12      Short Brothers et Bombardier ont émis des objections à l’encontre de l’ensemble des demandes effectuées par les requérantes.

 Sur le bien fondé des demandes de traitement confidentiel

13      Il convient de rappeler que l’article 116, paragraphe 2, du règlement de procédure du Tribunal dispose :

« Si une intervention dont la demande a été présentée dans le délai de six semaines prévu à l’article 115, paragraphe 1, est admise, l’intervenant reçoit communication de tous les actes de procédure signifiés aux parties. Le président peut, cependant, à la demande d’une partie, exclure de cette communication des pièces secrètes ou confidentielles. »

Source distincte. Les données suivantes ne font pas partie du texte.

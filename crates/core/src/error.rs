//! Error types for the jobcrew domain.
//!
//! Uses `thiserror` for ergonomic error definitions.
//! Each bounded context has its own error enum.

use thiserror::Error;

use crate::crew::TaskId;

// --- Bounded context errors ---

#[derive(Debug, Clone, Error)]
pub enum ProviderError {
    #[error("API request failed: {message} (status: {status_code})")]
    ApiError {
        status_code: u16,
        message: String,
    },

    #[error("Rate limited by provider, retry after {retry_after_secs}s")]
    RateLimited { retry_after_secs: u64 },

    #[error("Authentication failed: {0}")]
    AuthenticationFailed(String),

    #[error("Provider not configured: {0}")]
    NotConfigured(String),

    #[error("Request timed out: {0}")]
    Timeout(String),

    #[error("Network error: {0}")]
    Network(String),
}

#[derive(Debug, Error)]
pub enum ToolError {
    #[error("Tool not found: {0}")]
    NotFound(String),

    #[error("Tool execution failed: {tool_name}: {reason}")]
    ExecutionFailed { tool_name: String, reason: String },

    #[error("Invalid tool arguments: {0}")]
    InvalidArguments(String),
}

/// Failures raised while a crew runs. None of these are retried.
#[derive(Debug, Error)]
pub enum ExecutionError {
    #[error("LLM call failed during {task}: {source}")]
    Provider {
        task: TaskId,
        #[source]
        source: ProviderError,
    },

    #[error("{task} needs the output of {missing}, which has not run yet")]
    MissingContext { task: TaskId, missing: TaskId },

    #[error("{task} did not produce a final answer within {limit} iterations")]
    IterationLimit { task: TaskId, limit: u32 },

    #[error("Crew has no tasks to execute")]
    EmptyCrew,

    #[error("Execution engine failure: {0}")]
    Engine(String),
}

#[cfg(test)]
mod tests {
    use super::*;

    #[test]
    fn provider_error_displays_correctly() {
        let err = ExecutionError::Provider {
            task: TaskId::MarketResearch,
            source: ProviderError::ApiError {
                status_code: 429,
                message: "Too many requests".into(),
            },
        };
        assert!(err.to_string().contains("market_research"));
        assert!(err.to_string().contains("429"));
        assert!(err.to_string().contains("Too many requests"));
    }

    #[test]
    fn missing_context_names_both_tasks() {
        let err = ExecutionError::MissingContext {
            task: TaskId::OpportunityCuration,
            missing: TaskId::SkillsMatching,
        };
        let msg = err.to_string();
        assert!(msg.contains("opportunity_curation"));
        assert!(msg.contains("skills_matching"));
    }
}
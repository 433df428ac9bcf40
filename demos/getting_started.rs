use chronolist::ChronoList;

fn main() -> Result<(), Box<dyn std::error::Error>> {
    println!("=== chronolist - Getting Started ===\n");

    let mut tasks = ChronoList::new();
    println!("✓ Created an empty versioned list\n");

    // === 1. BASIC LIST OPERATIONS ===
    println!("1. Basic List Operations");
    println!("------------------------");

    tasks.push("write the report".to_string());
    tasks.push("review the report".to_string());
    tasks.insert(0, "gather the numbers".to_string())?;

    println!("   {} tasks:", tasks.len());
    for (i, task) in tasks.iter().enumerate() {
        println!("     {}. {}", i + 1, task);
    }
    println!();

    // === 2. SEARCH AND VIEWS ===
    println!("2. Search and Views");
    println!("-------------------");

    let needle = "review the report".to_string();
    println!("   index_of(\"{}\") = {:?}", needle, tasks.index_of(&needle));
    println!("   first two tasks: {:?}", tasks.sublist(0, 2)?);
    println!();

    // === 3. MUTATIONS ARE REMEMBERED ===
    println!("3. Mutations Are Remembered");
    println!("---------------------------");

    let done = tasks.remove(0)?;
    println!("   Completed: {}", done);
    let old = tasks.replace(0, "rewrite the report".to_string())?;
    println!("   Replaced: {} -> rewrite the report", old);

    let stats = tasks.stats();
    println!(
        "   {} live, {} retired, {} operations\n",
        stats.live_count, stats.retired_count, stats.operations_count
    );

    // === 4. LOOKING BACK ===
    println!("4. Looking Back");
    println!("---------------");

    // Nothing predates the list, and every past mutation stays answerable.
    let prehistory = tasks.query_as_of("1970-01-01 00:00:00")?;
    println!("   Tasks before the list existed: {:?}", prehistory);

    Ok(())
}
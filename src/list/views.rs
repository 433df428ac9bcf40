//! Derived read-only surface over the live sequence.
//!
//! Nothing here touches temporal state; every operation is a plain view over
//! the live slots.

use super::ChronoList;
use crate::error::{ChronoListError, Result};
use crate::slot::Slot;
use std::ops::Index;

impl<T> ChronoList<T> {
    /// Iterator over the live elements, in index order.
    pub fn iter(&self) -> Iter<'_, T> {
        Iter {
            inner: self.live.iter(),
        }
    }
}

impl<T: PartialEq> ChronoList<T> {
    pub fn contains(&self, value: &T) -> bool {
        self.iter().any(|v| v == value)
    }

    /// Index of the first live element equal to `value`.
    pub fn index_of(&self, value: &T) -> Option<usize> {
        self.iter().position(|v| v == value)
    }

    /// Index of the last live element equal to `value`.
    pub fn last_index_of(&self, value: &T) -> Option<usize> {
        self.iter().rposition(|v| v == value)
    }

    /// Whether every value in `values` appears among the live elements.
    pub fn contains_all<'a>(&self, values: impl IntoIterator<Item = &'a T>) -> bool
    where
        T: 'a,
    {
        values.into_iter().all(|v| self.contains(v))
    }
}

impl<T: Clone> ChronoList<T> {
    /// The live elements as a plain vector.
    pub fn to_vec(&self) -> Vec<T> {
        self.iter().cloned().collect()
    }

    /// Copy of the contiguous live range `[start, end)`.
    ///
    /// Fails with `IndexOutOfRange` unless `start <= end <= len`.
    pub fn sublist(&self, start: usize, end: usize) -> Result<Vec<T>> {
        let len = self.len();
        if start > end || end > len {
            let index = if start > end { start } else { end };
            return Err(ChronoListError::IndexOutOfRange { index, len });
        }
        Ok(self.live[start..end]
            .iter()
            .map(|slot| slot.value().clone())
            .collect())
    }
}

/// Iterator over a list's live elements.
#[derive(Debug, Clone)]
pub struct Iter<'a, T> {
    inner: std::slice::Iter<'a, Slot<T>>,
}

impl<'a, T> Iterator for Iter<'a, T> {
    type Item = &'a T;

    fn next(&mut self) -> Option<&'a T> {
        self.inner.next().map(Slot::value)
    }

    fn size_hint(&self) -> (usize, Option<usize>) {
        self.inner.size_hint()
    }
}

impl<T> DoubleEndedIterator for Iter<'_, T> {
    fn next_back(&mut self) -> Option<Self::Item> {
        self.inner.next_back().map(Slot::value)
    }
}

impl<T> ExactSizeIterator for Iter<'_, T> {}

impl<'a, T> IntoIterator for &'a ChronoList<T> {
    type Item = &'a T;
    type IntoIter = Iter<'a, T>;

    fn into_iter(self) -> Self::IntoIter {
        self.iter()
    }
}

impl<T> Index<usize> for ChronoList<T> {
    type Output = T;

    /// Panics on an out-of-range index, per indexing convention; use
    /// [`ChronoList::get`] for a fallible lookup.
    fn index(&self, index: usize) -> &T {
        self.live[index].value()
    }
}

impl<T> Default for ChronoList<T> {
    fn default() -> Self {
        Self::new()
    }
}

impl<T> FromIterator<T> for ChronoList<T> {
    fn from_iter<I: IntoIterator<Item = T>>(iter: I) -> Self {
        let mut list = Self::new();
        for value in iter {
            list.push(value);
        }
        list
    }
}

impl<T> Extend<T> for ChronoList<T> {
    fn extend<I: IntoIterator<Item = T>>(&mut self, iter: I) {
        for value in iter {
            self.push(value);
        }
    }
}

/// Equality compares live contents only; history is ignored.
impl<T: PartialEq> PartialEq for ChronoList<T> {
    fn eq(&self, other: &Self) -> bool {
        self.len() == other.len() && self.iter().eq(other.iter())
    }
}
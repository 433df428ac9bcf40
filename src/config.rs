//! Configuration and statistics types for chronolist.
//!
//! The configuration is owned per list instance: each
//! [`ChronoList`](crate::ChronoList) carries its own copy, set at construction
//! and immutable afterwards, so two lists configured with different time
//! formats never interfere.

use chrono::format::{Item, StrftimeItems};
use serde::de::Error;
use serde::{Deserialize, Serialize};

/// List configuration.
///
/// The single knob is the strftime pattern used to parse the reconstruction
/// query's string input. It is easily serializable and loadable from JSON or
/// TOML.
///
/// # Example
///
/// ```rust
/// use chronolist::Config;
///
/// let config = Config::default();
/// assert_eq!(config.time_format, "%Y-%m-%d %H:%M:%S");
///
/// let config: Config = serde_json::from_str(
///     r#"{ "time_format": "%Y-%m-%dT%H:%M:%S" }"#,
/// ).unwrap();
/// assert!(config.validate().is_ok());
/// ```
#[derive(Debug, Clone, PartialEq, Eq, Serialize, Deserialize)]
pub struct Config {
    /// strftime pattern the reconstruction query parses its input against.
    #[serde(default = "Config::default_time_format")]
    pub time_format: String,
}

impl Config {
    fn default_time_format() -> String {
        "%Y-%m-%d %H:%M:%S".to_string()
    }

    /// Replace the time format used to parse reconstruction query input.
    pub fn with_time_format(mut self, format: impl Into<String>) -> Self {
        self.time_format = format.into();
        self
    }

    /// Validate configuration values.
    pub fn validate(&self) -> Result<(), String> {
        if self.time_format.is_empty() {
            return Err("Time format must not be empty".to_string());
        }

        if StrftimeItems::new(&self.time_format).any(|item| matches!(item, Item::Error)) {
            return Err(format!(
                "Time format '{}' contains an unrecognized specifier",
                self.time_format
            ));
        }

        Ok(())
    }

    pub fn from_json(json: &str) -> Result<Self, serde_json::Error> {
        let config: Config = serde_json::from_str(json)?;
        if let Err(e) = config.validate() {
            return Err(Error::custom(e));
        }
        Ok(config)
    }

    pub fn to_json(&self) -> Result<String, serde_json::Error> {
        serde_json::to_string_pretty(self)
    }

    #[cfg(feature = "toml")]
    pub fn from_toml(toml_str: &str) -> Result<Self, toml::de::Error> {
        let config: Config = toml::from_str(toml_str)?;
        if let Err(e) = config.validate() {
            return Err(toml::de::Error::custom(e));
        }
        Ok(config)
    }

    #[cfg(feature = "toml")]
    pub fn to_toml(&self) -> Result<String, toml::ser::Error> {
        toml::to_string_pretty(self)
    }
}

impl Default for Config {
    fn default() -> Self {
        Self {
            time_format: Self::default_time_format(),
        }
    }
}

/// List statistics.
#[derive(Debug, Clone, Default, Serialize, Deserialize)]
pub struct ListStats {
    /// Number of slots currently visible as list content
    pub live_count: usize,
    /// Number of retired slots retained for historical queries
    pub retired_count: usize,
    /// Total number of mutating operations performed
    pub operations_count: u64,
}

impl ListStats {
    pub fn new() -> Self {
        Self::default()
    }
}

#[cfg(test)]
mod tests {
    use super::*;

    #[test]
    fn test_config_default() {
        let config = Config::default();
        assert_eq!(config.time_format, "%Y-%m-%d %H:%M:%S");
        assert!(config.validate().is_ok());
    }

    #[test]
    fn test_config_serialization() {
        let config = Config::default().with_time_format("%Y-%m-%dT%H:%M:%S");

        let json = config.to_json().unwrap();
        let deserialized = Config::from_json(&json).unwrap();

        assert_eq!(deserialized.time_format, "%Y-%m-%dT%H:%M:%S");
    }

    #[test]
    fn test_config_rejects_empty_format() {
        let config = Config::default().with_time_format("");
        assert!(config.validate().is_err());
    }

    #[test]
    fn test_config_rejects_bad_specifier() {
        let config = Config::default().with_time_format("%Q-nonsense");
        assert!(config.validate().is_err());
    }

    #[test]
    fn test_config_from_json_validates() {
        assert!(Config::from_json(r#"{ "time_format": "" }"#).is_err());
    }

    #[cfg(feature = "toml")]
    #[test]
    fn test_config_toml_roundtrip() {
        let config = Config::default();
        let toml_str = config.to_toml().unwrap();
        let deserialized = Config::from_toml(&toml_str).unwrap();
        assert_eq!(deserialized, config);
    }
}
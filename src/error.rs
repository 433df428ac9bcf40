//! Error types for chronolist operations.

use thiserror::Error;

/// Errors returned by [`ChronoList`](crate::ChronoList) operations.
///
/// Only two things can go wrong: addressing a position outside the live
/// sequence, or handing the reconstruction query a string that does not match
/// the configured time format. Every mutating operation on valid inputs is
/// total.
#[derive(Error, Debug)]
pub enum ChronoListError {
    /// The requested position is outside the live sequence.
    ///
    /// The container is left untouched: a failed bounds check never retires
    /// or moves a slot.
    #[error("index {index} out of range for list of length {len}")]
    IndexOutOfRange { index: usize, len: usize },

    /// The reconstruction query input did not match the configured format.
    ///
    /// No fallback timestamp is substituted and no partial result is
    /// returned.
    #[error("timestamp did not match the configured format: {0}")]
    TimestampParse(#[from] chrono::format::ParseError),
}

/// Result type for chronolist operations.
pub type Result<T> = std::result::Result<T, ChronoListError>;
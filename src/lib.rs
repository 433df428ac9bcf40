//! Embedded versioned list with point-in-time reconstruction.
//!
//! Every insertion, removal, and replacement is timestamped. Overwritten or
//! removed elements are retired into an append-only history instead of being
//! destroyed, so the list can answer what its contents looked like as of any
//! past instant.
//!
//! ```rust
//! use chronolist::ChronoList;
//!
//! let mut list = ChronoList::new();
//! list.push("first");
//! list.push("second");
//!
//! assert_eq!(list.len(), 2);
//! assert_eq!(list.remove(0)?, "first");
//!
//! // Nothing existed before the list did.
//! let earlier = list.query_as_of("1970-01-01 00:00:00")?;
//! assert!(earlier.is_empty());
//! # Ok::<(), chronolist::ChronoListError>(())
//! ```

pub mod config;
pub mod error;
pub mod history;
pub mod list;
pub mod slot;

pub use config::{Config, ListStats};
pub use error::{ChronoListError, Result};
pub use history::{HistoryStore, MemoryHistory};
pub use list::{ChronoList, Iter};
pub use slot::Slot;

pub const VERSION: &str = env!("CARGO_PKG_VERSION");

/// Common imports
pub mod prelude {
    pub use crate::{ChronoList, ChronoListError, Config, Result};
}
//! Read-only asset folder: fonts, logo and marketing images.

use std::path::{Path, PathBuf};

use crate::error::RenderError;

use super::style::FontFace;
use super::Edition;

/// Locates files in the asset folder.
#[derive(Debug, Clone)]
pub struct AssetLibrary {
    root: PathBuf,
}

impl AssetLibrary {
    pub fn new(root: impl Into<PathBuf>) -> Self {
        Self { root: root.into() }
    }

    pub fn root(&self) -> &Path {
        &self.root
    }

    /// Path of a named asset image, which must exist.
    pub fn image(&self, name: &str) -> Result<PathBuf, RenderError> {
        let path = self.root.join(name);
        if path.is_file() {
            Ok(path)
        } else {
            Err(RenderError::MissingAsset(path))
        }
    }

    /// Expected location of a font face; may not exist.
    pub fn font_path(&self, face: FontFace) -> PathBuf {
        self.root.join(face.file_name())
    }

    /// Images `edition` needs that are absent from the folder.
    pub fn missing_images(&self, edition: Edition) -> Vec<PathBuf> {
        edition
            .required_assets()
            .iter()
            .map(|name| self.root.join(name))
            .filter(|path| !path.is_file())
            .collect()
    }

    /// Font faces without a TrueType file in the folder.
    pub fn missing_fonts(&self) -> Vec<FontFace> {
        FontFace::ALL
            .into_iter()
            .filter(|&face| !self.font_path(face).is_file())
            .collect()
    }
}
//! Core library for skin analysis report generation.
//!
//! This crate provides:
//! - Value extraction from vendor skin analysis PDFs
//! - Full-face photo normalization and overview grid splitting
//! - UV/standard photo classification by background colour
//! - A template-driven PDF report layout engine
//! - The pipeline tying these together for one input folder

pub mod classify;
pub mod error;
pub mod extract;
pub mod imaging;
pub mod models;
pub mod pdf;
pub mod pipeline;
pub mod report;

pub use classify::{BackgroundClassifier, ClassifiedPhoto, PhotoKind};
pub use error::{Result, SkinError};
pub use extract::{ExtractionResult, ReportExtractor, ReportParser, SessionReportParser};
pub use imaging::{CropRect, GridTile, ImagePreprocessor};
pub use models::{Field, Metric, ReportData, SkinConfig};
pub use pdf::{PdfTextSource, SessionPdf};
pub use pipeline::{InputSet, OutputLayout, Pipeline, PhotoAsset, PhotoRole, RunSummary, Stage};
pub use report::{Edition, ReportRenderer};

14      Cette disposition pose le principe que tous les actes de procédure signifiés aux parties doivent être communiqués aux parties intervenantes et ne permet qu’à titre dérogatoire d’exclure certaines pièces ou informations secrètes ou confidentielles de cette communication (ordonnances du Tribunal du 4 avril 1990, Hilti/Commission, T‑30/89, Rec. p. II‑163, publication par extraits, point 10, et du président de la huitième chambre du Tribunal du 2 mars 2010, Telefónica et Telefónica de España/Commission, T‑336/07, non publiée au Recueil, point 26).

15      À cet égard, en premier lieu, il incombe à la partie qui présente une demande de confidentialité de préciser les pièces ou les informations visées et de dûment motiver leur caractère confidentiel (ordonnance du président de la quatrième chambre du Tribunal du 22 février 2005, Hynix Semiconductor/Conseil, T‑383/03, Rec. p. II‑621, point 31).

16      En deuxième lieu, lorsqu’une partie présente une demande au titre de l’article 116, paragraphe 2, seconde phase, du règlement de procédure, il appartient au président de statuer uniquement sur les pièces et informations dont la confidentialité est contestée (ordonnances Hynix Semiconductor/Conseil, précitée, point 36, et Telefónica et Telefónica de España/Commission, précitée, point 30).

17      La contestation de la confidentialité par les parties intervenantes doit porter sur des éléments précis des pièces de procédure qui sont restés occultés et indiquer les motifs pour lesquels la confidentialité à l’égard de ces éléments doit être refusée. Partant, une demande de traitement confidentiel doit être accueillie pour autant qu’elle porte sur des éléments qui n’ont pas été contestés par l’intervenante, ou qui ne l’ont pas été de manière explicite et précise (ordonnances du président de la cinquième chambre du Tribunal du 15 juin 2006, Deutsche Telekom/Commission, T‑271/03, Rec. p. II‑1747, points 12, 14 et 15, et Telefónica et Telefónica de España/Commission, précitée, point 31).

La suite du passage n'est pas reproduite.